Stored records

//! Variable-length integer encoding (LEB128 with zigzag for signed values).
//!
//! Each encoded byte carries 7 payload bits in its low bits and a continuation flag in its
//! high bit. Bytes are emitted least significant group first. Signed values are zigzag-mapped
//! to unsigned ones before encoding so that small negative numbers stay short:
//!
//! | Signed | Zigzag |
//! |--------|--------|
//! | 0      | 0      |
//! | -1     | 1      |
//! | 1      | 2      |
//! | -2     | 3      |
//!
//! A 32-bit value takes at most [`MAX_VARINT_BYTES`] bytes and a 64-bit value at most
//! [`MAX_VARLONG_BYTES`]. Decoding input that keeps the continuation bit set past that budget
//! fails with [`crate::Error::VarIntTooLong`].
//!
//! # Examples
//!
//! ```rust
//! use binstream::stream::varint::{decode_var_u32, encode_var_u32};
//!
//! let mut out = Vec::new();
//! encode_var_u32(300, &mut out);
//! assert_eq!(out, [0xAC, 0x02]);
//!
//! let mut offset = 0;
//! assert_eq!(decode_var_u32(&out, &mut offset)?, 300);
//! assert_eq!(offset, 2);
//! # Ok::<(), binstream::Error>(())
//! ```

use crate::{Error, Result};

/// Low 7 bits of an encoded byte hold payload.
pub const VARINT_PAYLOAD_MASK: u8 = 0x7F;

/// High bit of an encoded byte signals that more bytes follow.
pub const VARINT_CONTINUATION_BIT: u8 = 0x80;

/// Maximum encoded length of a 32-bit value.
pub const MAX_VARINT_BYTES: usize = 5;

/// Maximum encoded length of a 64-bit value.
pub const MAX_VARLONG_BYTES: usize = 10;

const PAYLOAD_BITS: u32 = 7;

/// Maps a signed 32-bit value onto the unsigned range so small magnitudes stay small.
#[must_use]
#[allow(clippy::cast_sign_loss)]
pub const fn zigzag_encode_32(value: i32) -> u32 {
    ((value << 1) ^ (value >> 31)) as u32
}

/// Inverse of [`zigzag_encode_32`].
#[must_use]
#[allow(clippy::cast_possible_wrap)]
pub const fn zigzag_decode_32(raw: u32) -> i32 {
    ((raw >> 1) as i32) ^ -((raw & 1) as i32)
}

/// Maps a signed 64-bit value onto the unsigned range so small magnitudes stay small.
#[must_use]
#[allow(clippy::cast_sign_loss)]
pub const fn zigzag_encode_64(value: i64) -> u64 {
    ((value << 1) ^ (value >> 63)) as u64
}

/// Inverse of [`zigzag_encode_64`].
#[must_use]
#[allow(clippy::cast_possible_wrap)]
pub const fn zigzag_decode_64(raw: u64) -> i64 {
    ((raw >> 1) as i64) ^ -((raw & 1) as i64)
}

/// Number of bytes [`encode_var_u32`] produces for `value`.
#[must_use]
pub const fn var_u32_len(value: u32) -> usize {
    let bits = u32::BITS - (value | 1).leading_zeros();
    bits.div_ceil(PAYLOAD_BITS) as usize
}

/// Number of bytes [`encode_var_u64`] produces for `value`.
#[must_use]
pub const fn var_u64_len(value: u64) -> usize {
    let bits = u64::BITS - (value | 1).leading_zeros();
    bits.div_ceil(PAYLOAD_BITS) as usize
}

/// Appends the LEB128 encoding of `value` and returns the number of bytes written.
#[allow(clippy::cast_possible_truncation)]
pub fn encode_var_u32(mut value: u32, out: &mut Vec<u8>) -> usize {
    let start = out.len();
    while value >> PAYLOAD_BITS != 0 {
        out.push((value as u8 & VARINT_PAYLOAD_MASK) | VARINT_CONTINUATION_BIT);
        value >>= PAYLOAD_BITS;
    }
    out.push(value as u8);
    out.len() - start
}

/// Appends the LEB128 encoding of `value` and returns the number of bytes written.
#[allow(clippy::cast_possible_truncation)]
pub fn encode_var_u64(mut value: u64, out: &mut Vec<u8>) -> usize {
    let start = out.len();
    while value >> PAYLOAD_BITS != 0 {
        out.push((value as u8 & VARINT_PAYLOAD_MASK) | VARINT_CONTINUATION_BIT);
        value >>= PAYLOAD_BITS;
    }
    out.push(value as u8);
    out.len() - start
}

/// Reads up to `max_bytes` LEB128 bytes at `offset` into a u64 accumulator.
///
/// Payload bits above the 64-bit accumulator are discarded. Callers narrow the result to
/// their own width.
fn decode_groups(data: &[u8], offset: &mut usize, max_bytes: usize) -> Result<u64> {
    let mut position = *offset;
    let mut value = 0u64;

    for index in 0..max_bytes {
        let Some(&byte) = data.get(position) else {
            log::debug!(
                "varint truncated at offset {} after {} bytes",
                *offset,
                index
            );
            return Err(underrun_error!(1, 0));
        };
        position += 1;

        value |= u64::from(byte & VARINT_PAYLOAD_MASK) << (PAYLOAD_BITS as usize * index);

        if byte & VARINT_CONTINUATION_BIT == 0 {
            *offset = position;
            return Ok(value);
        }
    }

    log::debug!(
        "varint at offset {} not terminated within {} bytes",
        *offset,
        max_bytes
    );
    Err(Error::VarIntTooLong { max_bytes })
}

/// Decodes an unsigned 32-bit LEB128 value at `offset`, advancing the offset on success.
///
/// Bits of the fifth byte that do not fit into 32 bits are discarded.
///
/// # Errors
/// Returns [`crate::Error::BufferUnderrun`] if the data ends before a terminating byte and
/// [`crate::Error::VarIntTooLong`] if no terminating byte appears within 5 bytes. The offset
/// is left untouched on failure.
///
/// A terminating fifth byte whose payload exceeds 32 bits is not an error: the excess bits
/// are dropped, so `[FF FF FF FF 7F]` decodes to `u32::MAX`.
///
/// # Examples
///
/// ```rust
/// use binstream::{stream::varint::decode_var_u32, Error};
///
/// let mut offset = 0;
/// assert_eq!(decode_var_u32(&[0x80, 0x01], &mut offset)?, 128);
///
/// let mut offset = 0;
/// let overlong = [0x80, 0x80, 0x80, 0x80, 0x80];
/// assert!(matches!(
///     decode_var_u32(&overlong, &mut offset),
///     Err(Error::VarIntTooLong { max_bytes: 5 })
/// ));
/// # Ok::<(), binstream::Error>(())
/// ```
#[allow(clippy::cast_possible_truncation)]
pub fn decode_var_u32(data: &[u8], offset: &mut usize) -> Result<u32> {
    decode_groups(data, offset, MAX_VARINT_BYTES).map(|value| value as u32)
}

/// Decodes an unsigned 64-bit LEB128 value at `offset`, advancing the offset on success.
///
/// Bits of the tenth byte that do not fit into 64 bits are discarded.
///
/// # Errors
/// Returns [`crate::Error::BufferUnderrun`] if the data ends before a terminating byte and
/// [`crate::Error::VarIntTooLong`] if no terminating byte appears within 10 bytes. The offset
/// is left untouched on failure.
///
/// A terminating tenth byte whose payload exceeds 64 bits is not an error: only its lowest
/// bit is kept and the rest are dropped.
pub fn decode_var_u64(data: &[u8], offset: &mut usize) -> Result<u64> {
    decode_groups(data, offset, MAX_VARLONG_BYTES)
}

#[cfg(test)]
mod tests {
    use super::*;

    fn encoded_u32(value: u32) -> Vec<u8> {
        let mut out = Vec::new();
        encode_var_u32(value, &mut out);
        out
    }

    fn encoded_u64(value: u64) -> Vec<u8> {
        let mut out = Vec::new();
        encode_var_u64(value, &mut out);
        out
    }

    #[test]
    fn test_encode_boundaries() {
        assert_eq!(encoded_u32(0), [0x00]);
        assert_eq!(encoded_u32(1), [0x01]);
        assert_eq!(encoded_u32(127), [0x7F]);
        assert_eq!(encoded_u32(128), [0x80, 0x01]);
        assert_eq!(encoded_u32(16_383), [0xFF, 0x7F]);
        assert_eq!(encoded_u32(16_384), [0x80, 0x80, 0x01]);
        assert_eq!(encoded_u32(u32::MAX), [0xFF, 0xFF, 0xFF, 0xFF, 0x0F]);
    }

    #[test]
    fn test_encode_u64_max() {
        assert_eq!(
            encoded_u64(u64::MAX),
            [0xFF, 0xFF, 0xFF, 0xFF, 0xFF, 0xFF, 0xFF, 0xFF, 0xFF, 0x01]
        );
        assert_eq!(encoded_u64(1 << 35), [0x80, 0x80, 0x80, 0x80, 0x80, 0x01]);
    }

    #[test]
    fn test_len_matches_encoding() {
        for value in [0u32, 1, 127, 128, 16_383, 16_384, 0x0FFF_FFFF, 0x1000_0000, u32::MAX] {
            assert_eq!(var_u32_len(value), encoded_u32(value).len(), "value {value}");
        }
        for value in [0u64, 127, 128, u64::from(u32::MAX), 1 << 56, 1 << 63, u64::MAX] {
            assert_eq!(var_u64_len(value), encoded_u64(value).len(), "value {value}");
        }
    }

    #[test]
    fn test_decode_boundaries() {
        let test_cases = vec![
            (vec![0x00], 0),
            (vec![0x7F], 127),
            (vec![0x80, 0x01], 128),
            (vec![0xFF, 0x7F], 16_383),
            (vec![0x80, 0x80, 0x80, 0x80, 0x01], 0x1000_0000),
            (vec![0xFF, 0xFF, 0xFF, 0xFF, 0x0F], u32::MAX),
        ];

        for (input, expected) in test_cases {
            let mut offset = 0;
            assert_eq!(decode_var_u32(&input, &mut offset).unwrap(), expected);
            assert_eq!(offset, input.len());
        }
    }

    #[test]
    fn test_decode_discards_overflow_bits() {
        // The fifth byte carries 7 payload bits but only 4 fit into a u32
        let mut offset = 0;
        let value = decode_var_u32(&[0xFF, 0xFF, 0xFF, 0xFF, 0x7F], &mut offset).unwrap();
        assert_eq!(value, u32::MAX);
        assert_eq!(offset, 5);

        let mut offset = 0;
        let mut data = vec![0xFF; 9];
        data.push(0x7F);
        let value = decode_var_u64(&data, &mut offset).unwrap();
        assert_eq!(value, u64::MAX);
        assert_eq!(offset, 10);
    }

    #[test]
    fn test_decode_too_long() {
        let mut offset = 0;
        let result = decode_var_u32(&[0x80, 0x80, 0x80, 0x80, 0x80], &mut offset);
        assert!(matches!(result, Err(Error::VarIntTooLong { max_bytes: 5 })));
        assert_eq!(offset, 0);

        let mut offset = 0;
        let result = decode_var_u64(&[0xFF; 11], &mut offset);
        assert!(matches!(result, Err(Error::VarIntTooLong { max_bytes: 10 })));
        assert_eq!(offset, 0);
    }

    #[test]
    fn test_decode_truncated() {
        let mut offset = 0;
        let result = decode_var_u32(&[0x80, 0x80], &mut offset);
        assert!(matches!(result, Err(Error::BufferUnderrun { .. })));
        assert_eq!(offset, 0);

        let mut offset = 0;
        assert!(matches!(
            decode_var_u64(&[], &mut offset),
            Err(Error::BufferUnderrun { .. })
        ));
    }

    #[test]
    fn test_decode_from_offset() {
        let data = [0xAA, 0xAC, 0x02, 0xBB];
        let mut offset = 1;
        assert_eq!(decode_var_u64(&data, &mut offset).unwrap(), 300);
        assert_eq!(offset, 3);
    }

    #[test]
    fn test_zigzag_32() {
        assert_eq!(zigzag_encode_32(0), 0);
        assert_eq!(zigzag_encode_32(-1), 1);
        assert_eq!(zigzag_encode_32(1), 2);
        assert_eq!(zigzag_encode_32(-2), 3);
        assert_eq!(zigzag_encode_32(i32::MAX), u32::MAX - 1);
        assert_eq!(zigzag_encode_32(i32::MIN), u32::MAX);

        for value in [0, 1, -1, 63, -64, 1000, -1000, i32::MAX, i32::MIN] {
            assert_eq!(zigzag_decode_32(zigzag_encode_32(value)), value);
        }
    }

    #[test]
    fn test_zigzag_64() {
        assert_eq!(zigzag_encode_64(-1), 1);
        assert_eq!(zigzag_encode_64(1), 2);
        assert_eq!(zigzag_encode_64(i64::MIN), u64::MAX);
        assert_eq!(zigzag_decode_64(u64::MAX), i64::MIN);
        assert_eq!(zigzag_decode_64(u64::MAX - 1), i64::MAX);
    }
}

*Required work*:
Which lines above hold the string "appears"? Copy every one of them.

*Solution to the problem*:
/// [`crate::Error::VarIntTooLong`] if no terminating byte appears within 5 bytes. The offset
/// [`crate::Error::VarIntTooLong`] if no terminating byte appears within 10 bytes. The offset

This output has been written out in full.